Title: Advances in Determinacy Race Detection for Task-Parallel Code
Task parallelism is designed to simplify the job of writing parallel code that can utilize the multicore hardware efficiently. With task parallelism, the programmer expresses the logical parallelism of the computation using high-level parallel control constructs, and lets the the underlying runtime system automates the necessary scheduling and synchronizations. Even with task parallelism, writing correct and efficient parallel code can still be challenging.
One of the challenges is to deal with determinacy races, which occur when logically parallel parts of the computation access the same memory location and at least one of the accesses is a write. Determinacy races are generally bugs in the program since they lead to non-deterministic program behavior --- different schedules of the program can lead to different results. Moreover, they are difficult to detect and debug, since a race may manifest itself in one run but not in another.
In this talk, I will discuss recent advances in detecting determinacy races for task-parallel code. Most prior work on detecting determinacy races has focused on fork-join parallelism, which generates series-parallel dags, a class of computations that is well structured. We will discuss race detection algorithms that can race detect programs with more general structures.

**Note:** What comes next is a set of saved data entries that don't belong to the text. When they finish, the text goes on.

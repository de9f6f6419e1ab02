//! Distributed cache groups in the groupcache style.
//!
//! Every process holds a partition of a shared namespace. A [`Group`]
//! answers `get` from its local [`shoal_cache::Cache`]; on a miss it runs a
//! single deduplicated load that asks the peer owning the key (chosen on a
//! consistent-hash [`HashRing`]) and falls back to the source of truth, a
//! [`Retriever`].
//!
//! Transports are external: they implement [`Fetcher`] for outgoing requests
//! and call [`Group::get`] for incoming ones.

pub mod config;
pub mod error;
pub mod group;
pub mod peers;
pub mod registry;
pub mod retriever;
pub mod ring;
pub mod singleflight;
pub mod stats;

pub use config::GroupConfig;
pub use error::{Error, Result};
pub use group::Group;
pub use peers::{FetchContext, FetchError, Fetcher, PeerPicker, Picker};
pub use registry::GroupRegistry;
pub use retriever::{RetrieveError, Retriever};
pub use ring::HashRing;
pub use singleflight::SingleFlight;
pub use stats::GroupStatsSnapshot;

pub use bytes::Bytes;
pub use shoal_cache::{ByteView, StrategyKind};
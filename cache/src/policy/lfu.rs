use super::{evicted, over_capacity, oversized, CacheStrategy, Hit};
use crate::entry::{entry_size, Entry};
use crate::listener::{EvictionReason, SharedListener};
use crate::value::Value;

use std::cmp::Ordering;
use std::fmt;
use std::time::{Duration, Instant};

use ahash::HashMap;
use generational_arena::{Arena, Index};

/// A heap node: the entry, how often it was used, and where it sits in the heap.
#[derive(Debug)]
struct Item<V> {
  entry: Entry<V>,
  count: u64,
  /// Position in `heap`; `None` once the item has been popped.
  heap_index: Option<usize>,
}

impl<V> Item<V> {
  // Fewer uses first; among equals, the one touched longest ago.
  fn priority_cmp(&self, other: &Self) -> Ordering {
    self
      .count
      .cmp(&other.count)
      .then_with(|| self.entry.updated_at.cmp(&other.entry.updated_at))
  }
}

/// Evicts the least frequently used entry, breaking ties by age.
///
/// Items live in an arena; `heap` is a binary min-heap of arena indices and
/// every item records its own heap position so a single item can be
/// re-prioritized in O(log n).
pub struct Lfu<V> {
  items: Arena<Item<V>>,
  lookup: HashMap<String, Index>,
  heap: Vec<Index>,
  used: u64,
  capacity: u64,
  listener: Option<SharedListener<V>>,
}

impl<V: Value> Lfu<V> {
  pub fn new(capacity: u64, listener: Option<SharedListener<V>>) -> Self {
    Self {
      items: Arena::new(),
      lookup: HashMap::default(),
      heap: Vec::new(),
      used: 0,
      capacity,
      listener,
    }
  }

  fn less(&self, a: usize, b: usize) -> bool {
    self.items[self.heap[a]].priority_cmp(&self.items[self.heap[b]]) == Ordering::Less
  }

  // Swaps two heap slots and repairs both back-pointers.
  fn swap(&mut self, a: usize, b: usize) {
    self.heap.swap(a, b);
    let (ia, ib) = (self.heap[a], self.heap[b]);
    self.items[ia].heap_index = Some(a);
    self.items[ib].heap_index = Some(b);
  }

  fn sift_up(&mut self, mut pos: usize) -> usize {
    while pos > 0 {
      let parent = (pos - 1) / 2;
      if !self.less(pos, parent) {
        break;
      }
      self.swap(pos, parent);
      pos = parent;
    }
    pos
  }

  fn sift_down(&mut self, mut pos: usize) {
    let len = self.heap.len();
    loop {
      let left = 2 * pos + 1;
      let right = left + 1;
      let mut smallest = pos;
      if left < len && self.less(left, smallest) {
        smallest = left;
      }
      if right < len && self.less(right, smallest) {
        smallest = right;
      }
      if smallest == pos {
        return;
      }
      self.swap(pos, smallest);
      pos = smallest;
    }
  }

  /// Restores heap order around a single item whose priority changed.
  fn fix(&mut self, pos: usize) {
    if self.sift_up(pos) == pos {
      self.sift_down(pos);
    }
  }

  fn push(&mut self, index: Index) {
    let pos = self.heap.len();
    self.heap.push(index);
    self.items[index].heap_index = Some(pos);
    self.sift_up(pos);
  }

  /// Removes the heap slot at `pos` and frees its item.
  fn remove_at(&mut self, pos: usize) -> Option<Entry<V>> {
    let last = self.heap.len().checked_sub(1)?;
    if pos != last {
      self.swap(pos, last);
    }
    let index = self.heap.pop()?;
    if pos < self.heap.len() {
      self.fix(pos);
    }

    let mut item = self.items.remove(index)?;
    item.heap_index = None;
    self.lookup.remove(&item.entry.key);
    self.used -= item.entry.size();
    Some(item.entry)
  }

  fn pop(&mut self) -> Option<Entry<V>> {
    if self.heap.is_empty() {
      return None;
    }
    self.remove_at(0)
  }

  fn remove_entry(&mut self, key: &str) -> Option<Entry<V>> {
    let index = *self.lookup.get(key)?;
    let pos = self.items.get(index)?.heap_index?;
    self.remove_at(pos)
  }

  fn evict_overflow(&mut self) {
    while over_capacity(self.capacity, self.used) {
      match self.pop() {
        Some(entry) => {
          let (key, value) = entry.into_parts();
          evicted(&self.listener, key, value, EvictionReason::Capacity);
        }
        None => break,
      }
    }
  }

  /// Bumps the use count and touch time of an existing item.
  fn bump(&mut self, index: Index) -> Option<usize> {
    let item = self.items.get_mut(index)?;
    item.count += 1;
    item.entry.touch();
    item.heap_index
  }

  #[cfg(test)]
  fn count_of(&self, key: &str) -> Option<u64> {
    let index = self.lookup.get(key)?;
    Some(self.items[*index].count)
  }

  #[cfg(test)]
  fn assert_heap_consistent(&self) {
    for (pos, index) in self.heap.iter().enumerate() {
      assert_eq!(self.items[*index].heap_index, Some(pos), "stale back-pointer");
      if pos > 0 {
        assert!(!self.less(pos, (pos - 1) / 2), "heap order violated at {pos}");
      }
    }
    assert_eq!(self.heap.len(), self.lookup.len());
  }
}

impl<V: Value> CacheStrategy<V> for Lfu<V> {
  fn get(&mut self, key: &str) -> Option<Hit<V>> {
    let index = *self.lookup.get(key)?;
    let pos = self.bump(index)?;
    self.fix(pos);
    let entry = &self.items[index].entry;
    Some((entry.value.clone(), entry.updated_at))
  }

  fn put(&mut self, key: String, value: V) -> bool {
    let size = entry_size(&key, &value);
    if oversized(self.capacity, size) {
      if let Some(previous) = self.remove_entry(&key) {
        let (key, value) = previous.into_parts();
        evicted(&self.listener, key, value, EvictionReason::Capacity);
      }
      return false;
    }

    if let Some(&index) = self.lookup.get(&key) {
      let old_size = self.items[index].entry.size();
      self.items[index].entry.value = value;
      self.used = self.used - old_size + size;
      if let Some(pos) = self.bump(index) {
        self.fix(pos);
      }
    } else {
      let mut entry = Entry::new(key, value);
      entry.touch();
      let key = entry.key.clone();
      let index = self.items.insert(Item {
        entry,
        count: 1,
        heap_index: None,
      });
      self.lookup.insert(key, index);
      self.used += size;
      self.push(index);
    }
    self.evict_overflow();
    true
  }

  fn remove(&mut self, key: &str) -> Option<V> {
    self.remove_entry(key).map(|entry| entry.value)
  }

  fn clean_up(&mut self, ttl: Duration) -> usize {
    let now = Instant::now();
    let expired: Vec<String> = self
      .items
      .iter()
      .filter(|(_, item)| item.entry.expired_at(ttl, now))
      .map(|(_, item)| item.entry.key.clone())
      .collect();

    for key in &expired {
      if let Some(entry) = self.remove_entry(key) {
        let (key, value) = entry.into_parts();
        evicted(&self.listener, key, value, EvictionReason::Expired);
      }
    }
    expired.len()
  }

  fn len(&self) -> usize {
    self.heap.len()
  }

  fn used_bytes(&self) -> u64 {
    self.used
  }

  fn capacity(&self) -> u64 {
    self.capacity
  }

  fn clear(&mut self) {
    self.items.clear();
    self.lookup.clear();
    self.heap.clear();
    self.used = 0;
  }
}

impl<V> fmt::Debug for Lfu<V> {
  fn fmt(&self, f: &mut fmt::Formatter<'_>) -> fmt::Result {
    f.debug_struct("Lfu")
      .field("capacity", &self.capacity)
      .field("used", &self.used)
      .field("len", &self.heap.len())
      .finish_non_exhaustive()
  }
}
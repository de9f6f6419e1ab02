use crate::builder::CacheBuilder;
use crate::error::BuildError;
use crate::listener::{EvictionListener, EvictionReason, SharedListener};
use crate::metrics::{Metrics, MetricsSnapshot};
use crate::policy::{CacheStrategy, Hit, SegmentedLru, Strategy, StrategyKind};
use crate::task::janitor::Janitor;
use crate::task::notifier::{self, Notification, Notifier};
use crate::value::Value;

use std::fmt;
use std::sync::atomic::Ordering;
use std::sync::Arc;
use std::time::Duration;

use parking_lot::Mutex;

/// The storage behind a [`Cache`]: a single strategy under one lock, or a
/// segmented LRU with a lock per segment.
pub(crate) enum Engine<V> {
  Locked(Mutex<Strategy<V>>),
  Segmented(SegmentedLru<V>),
}

impl<V: Value> Engine<V> {
  pub(crate) fn new(kind: StrategyKind, capacity: u64, segments: usize, listener: SharedListener<V>) -> Self {
    match kind {
      StrategyKind::Lru => Engine::Segmented(SegmentedLru::new(capacity, segments, Some(listener))),
      other => Engine::Locked(Mutex::new(other.build(capacity, Some(listener)))),
    }
  }

  fn get(&self, key: &str) -> Option<Hit<V>> {
    match self {
      Engine::Locked(strategy) => strategy.lock().get(key),
      Engine::Segmented(lru) => lru.get(key),
    }
  }

  fn put(&self, key: String, value: V) -> bool {
    match self {
      Engine::Locked(strategy) => strategy.lock().put(key, value),
      Engine::Segmented(lru) => lru.put(key, value),
    }
  }

  fn remove(&self, key: &str) -> Option<V> {
    match self {
      Engine::Locked(strategy) => strategy.lock().remove(key),
      Engine::Segmented(lru) => lru.remove(key),
    }
  }

  fn clean_up(&self, ttl: Duration) -> usize {
    match self {
      Engine::Locked(strategy) => strategy.lock().clean_up(ttl),
      Engine::Segmented(lru) => lru.clean_up(ttl),
    }
  }

  fn len(&self) -> usize {
    match self {
      Engine::Locked(strategy) => strategy.lock().len(),
      Engine::Segmented(lru) => lru.len(),
    }
  }

  fn used_bytes(&self) -> u64 {
    match self {
      Engine::Locked(strategy) => strategy.lock().used_bytes(),
      Engine::Segmented(lru) => lru.used_bytes(),
    }
  }

  fn capacity(&self) -> u64 {
    match self {
      Engine::Locked(strategy) => strategy.lock().capacity(),
      Engine::Segmented(lru) => lru.capacity(),
    }
  }

  fn clear(&self) {
    match self {
      Engine::Locked(strategy) => strategy.lock().clear(),
      Engine::Segmented(lru) => lru.clear(),
    }
  }

  fn segments(&self) -> usize {
    match self {
      Engine::Locked(_) => 1,
      Engine::Segmented(lru) => lru.segment_count(),
    }
  }
}

/// The listener every engine is built with. It counts evictions and, when
/// the user registered a listener, queues the notification for the notifier
/// thread instead of calling user code under a strategy lock.
pub(crate) struct MeteredListener<V> {
  metrics: Arc<Metrics>,
  sender: Option<flume::Sender<Notification<V>>>,
}

impl<V: Send> EvictionListener<V> for MeteredListener<V> {
  fn on_evict(&self, key: String, value: V, reason: EvictionReason) {
    self.metrics.record_eviction(reason);
    if let Some(sender) = &self.sender {
      notifier::forward(sender, &self.metrics, (key, value, reason));
    }
  }
}

/// State shared between a `Cache` and its janitor thread.
pub(crate) struct CacheCore<V> {
  engine: Engine<V>,
  metrics: Arc<Metrics>,
}

impl<V: Value> CacheCore<V> {
  fn sweep(&self, ttl: Duration) -> usize {
    self.engine.clean_up(ttl)
  }
}

struct Cleanup {
  ttl: Duration,
  janitor: Janitor,
}

/// A thread-safe, byte-bounded cache owned by one group.
///
/// All methods take `&self`. With a listener registered, eviction
/// notifications are delivered on a separate thread, so the listener may call
/// back into the cache.
pub struct Cache<V: Value> {
  name: String,
  kind: StrategyKind,
  core: Arc<CacheCore<V>>,
  cleanup: Mutex<Option<Cleanup>>,
  _notifier: Option<Notifier<V>>,
}

impl<V: Value> Cache<V> {
  /// Returns a builder for configuring a new cache.
  pub fn builder() -> CacheBuilder<V> {
    CacheBuilder::default()
  }

  pub(crate) fn from_parts(
    name: String,
    kind: StrategyKind,
    capacity: u64,
    segments: usize,
    listener: Option<SharedListener<V>>,
  ) -> Self {
    let metrics = Arc::new(Metrics::new());
    let (notifier, sender) = match listener {
      Some(listener) => {
        let (notifier, sender) = Notifier::spawn(listener);
        (Some(notifier), Some(sender))
      }
      None => (None, None),
    };

    let metered: SharedListener<V> = Arc::new(MeteredListener {
      metrics: metrics.clone(),
      sender,
    });
    let engine = Engine::new(kind, capacity, segments, metered);

    tracing::debug!(cache = %name, strategy = %kind, capacity, segments = engine.segments(), "cache created");

    Self {
      name,
      kind,
      core: Arc::new(CacheCore { engine, metrics }),
      cleanup: Mutex::new(None),
      _notifier: notifier,
    }
  }

  pub fn name(&self) -> &str {
    &self.name
  }

  pub fn strategy(&self) -> StrategyKind {
    self.kind
  }

  /// Looks up `key`, returning a clone of the stored value.
  pub fn get(&self, key: &str) -> Option<V> {
    self.get_with_timestamp(key).map(|(value, _)| value)
  }

  /// Like [`get`](Self::get), also returning when the entry was last touched.
  pub fn get_with_timestamp(&self, key: &str) -> Option<Hit<V>> {
    let hit = self.core.engine.get(key);
    self.core.metrics.record_lookup(hit.is_some());
    hit
  }

  /// Inserts or replaces `key`, evicting other entries if the cache is over
  /// capacity afterwards.
  pub fn put(&self, key: impl Into<String>, value: V) {
    if self.core.engine.put(key.into(), value) {
      self.core.metrics.inserts.fetch_add(1, Ordering::Relaxed);
    }
  }

  /// Removes `key` without notifying the eviction listener.
  pub fn remove(&self, key: &str) -> Option<V> {
    let removed = self.core.engine.remove(key);
    if removed.is_some() {
      self.core.metrics.removals.fetch_add(1, Ordering::Relaxed);
    }
    removed
  }

  /// Removes every entry whose TTL has elapsed, notifying the listener for
  /// each. Returns how many entries were removed.
  pub fn clean_up(&self, ttl: Duration) -> usize {
    self.core.sweep(ttl)
  }

  /// Drops every entry without notifying the listener.
  pub fn clear(&self) {
    self.core.engine.clear();
  }

  pub fn len(&self) -> usize {
    self.core.engine.len()
  }

  pub fn is_empty(&self) -> bool {
    self.len() == 0
  }

  pub fn used_bytes(&self) -> u64 {
    self.core.engine.used_bytes()
  }

  /// The byte capacity, `0` when unbounded.
  pub fn capacity(&self) -> u64 {
    self.core.engine.capacity()
  }

  /// Number of independently locked segments (`1` unless the strategy is LRU).
  pub fn segments(&self) -> usize {
    self.core.engine.segments()
  }

  /// The TTL enforced by the running janitor, if any.
  pub fn ttl(&self) -> Option<Duration> {
    self.cleanup.lock().as_ref().map(|cleanup| cleanup.ttl)
  }

  /// Starts, or replaces, the background TTL sweep.
  ///
  /// A running janitor is stopped and joined before the new one is spawned,
  /// so two sweeps never run side by side.
  pub fn set_cleanup(&self, ttl: Duration, interval: Duration) -> Result<(), BuildError> {
    if interval.is_zero() {
      return Err(BuildError::ZeroInterval);
    }

    let mut cleanup = self.cleanup.lock();
    if let Some(previous) = cleanup.take() {
      previous.janitor.stop();
    }

    let core = self.core.clone();
    let name = self.name.clone();
    let janitor = Janitor::spawn(format!("{}-janitor", self.name), interval, move || {
      let removed = core.sweep(ttl);
      if removed > 0 {
        tracing::debug!(cache = %name, removed, "expired entries swept");
      }
    });
    *cleanup = Some(Cleanup { ttl, janitor });
    Ok(())
  }

  /// Stops the background TTL sweep. Returns `false` if none was running.
  pub fn stop_cleanup(&self) -> bool {
    match self.cleanup.lock().take() {
      Some(cleanup) => {
        cleanup.janitor.stop();
        true
      }
      None => false,
    }
  }

  /// `true` while a background TTL sweep is active.
  pub fn cleanup_running(&self) -> bool {
    self
      .cleanup
      .lock()
      .as_ref()
      .map_or(false, |cleanup| cleanup.janitor.is_running())
  }

  pub fn metrics(&self) -> MetricsSnapshot {
    let engine = &self.core.engine;
    self.core.metrics.snapshot(engine.used_bytes(), engine.len())
  }
}

impl<V: Value> Drop for Cache<V> {
  fn drop(&mut self) {
    // The janitor holds a reference to the core; join it first so the core,
    // and with it the last notification sender, is released below.
    self.stop_cleanup();
  }
}

impl<V: Value> fmt::Debug for Cache<V> {
  fn fmt(&self, f: &mut fmt::Formatter<'_>) -> fmt::Result {
    f.debug_struct("Cache")
      .field("name", &self.name)
      .field("strategy", &self.kind)
      .field("capacity", &self.capacity())
      .field("used_bytes", &self.used_bytes())
      .field("len", &self.len())
      .field("ttl", &self.ttl())
      .finish_non_exhaustive()
  }
}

Bio: I-Ting Angelina Lee is an assistant professor in the Computer Science and Engineering department in Washington University in St. Louis. Prior to that, she worked with the Supertech research group in Massachusetts Institute of Technology lead by Professor Charles Leiserson for her graduate study and subsequently as a postdoctoral associate.
Dr. Lee's research focuses on advancing software technologies for parallel computing. She is interested in many aspects of parallel computing, including designing programming models and linguistic constructs to simplify parallel programming, developing runtime and operating system support to execute multithreaded programs efficiently, and building software tools to aid debugging and performance engineering of multithreaded code.